Back to the 1200-year-old tea tree, last year I'd seen a picture of an ancient tea tree on an info panel and was hoping to find it this year. I just had no idea that it was the first Korean tea tree. I mentioned to Prof Ahn, who was squeezed in the front sit with his daughter, that I'd thought (don't know the Korean word for "assumed") that the original tree was dead. That's when I found out it was the same tree from the panel that I'd hoped to find.
Once we'd all gathered at the top of the tea garden and fully absorbed the view, I looked around for the old tree. Unable to spot, I figured maybe we had to keep going further up the slope. There was a wooden stair case but it only lead to a small viewing platform a few meters up, perched over some sun-bleached branches, worn down to stumpy limbs and totally parched. That couldn't be it! The picture I'd seen was full of leaves, covered in grey bark and green lichen. It didn't look anything like this. It was ALIVE! Unwilling to accept what was painfully obvious, I asked Prof Ahn where the old tea tree is. "There," he answered. Looking beyond the parched stump, towards the bamboo grove above, I repeated, "Where? I don't see it." "That's it. You were right, it's dead. It died ten years ago."

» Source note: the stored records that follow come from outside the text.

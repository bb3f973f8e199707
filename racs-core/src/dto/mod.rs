//! DTOs crossing the API boundary
//!
//! Snapshot objects sent to clients and over the event stream, plus the
//! request bodies accepted by the HTTP surface.

pub mod credential;
pub mod project;
pub mod registry;
pub mod task;
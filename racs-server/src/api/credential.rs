//! Credential API Handlers
//!
//! Credential values never appear in any response; listings carry only
//! ids and descriptions.

use std::sync::Arc;

use axum::{
    extract::{Path, State},
    http::{HeaderMap, StatusCode},
    Json,
};
use racs_core::dto::credential::{CreateCredential, CredentialInfo, UpdateCredential};

use crate::api::error::{ApiError, ApiResult};
use crate::api::require_admin;
use crate::runtime;
use crate::state::AppState;

/// GET /credential/list
pub async fn list(State(state): State<Arc<AppState>>) -> Json<Vec<CredentialInfo>> {
    let mut result: Vec<CredentialInfo> = state
        .credentials
        .read()
        .await
        .values()
        .map(CredentialInfo::from)
        .collect();
    result.sort_by(|a, b| a.description.cmp(&b.description));
    Json(result)
}

/// POST /credential/create
pub async fn create(
    State(state): State<Arc<AppState>>,
    headers: HeaderMap,
    Json(req): Json<CreateCredential>,
) -> ApiResult<(StatusCode, Json<i64>)> {
    require_admin(&state, &headers)?;
    let id = runtime::create_credential(&state, req).await?;
    Ok((StatusCode::CREATED, Json(id)))
}

/// POST /credential/{id}/update
pub async fn update(
    State(state): State<Arc<AppState>>,
    Path(id): Path<i64>,
    headers: HeaderMap,
    Json(req): Json<UpdateCredential>,
) -> ApiResult<&'static str> {
    require_admin(&state, &headers)?;
    if !runtime::update_credential(&state, id, req.value).await? {
        return Err(ApiError::CredentialNotFound(id));
    }
    Ok("OK")
}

As the last windows of hope, fantasy, and delusion came crashing shut, I was able to look and see a polished stone marker, eerily similar to a grave stone, on which was inscribed, with great irony, Korea's Greatest Tea Tree; 한국 최고 차나무 (韓國大茶樹) 2003년5월9일). Actually, I'm pretty sure it is a grave stone.
It was sort of like when I found out that Nina Simone was still living, only to hear he news of her death the next day. Ten years ago! I mean, in a span of 1200 years, 10 years is practically nothing! I've been in Korea for nearly ten years! What if I'd arrived just a few months earlier and come straight here? Well, honestly, it still would have been a few years before my path lead me here. I missed it. Nothing could change that and certainly nothing is bringing that skeleton of a tea tree back to life. You'd think the info panel at the BOTTOM of the mountain could have mentioned something!
We'd planned to take a group photo at the tree, but Prof Ahn refused and instead made us gather in front of a nearby info panel. I think he was at least as upset as I was.
And with that, our 2014 tea adventure in Ssanggye Valley came to an end, as we descended the slope and boarded our bus back to Seoul.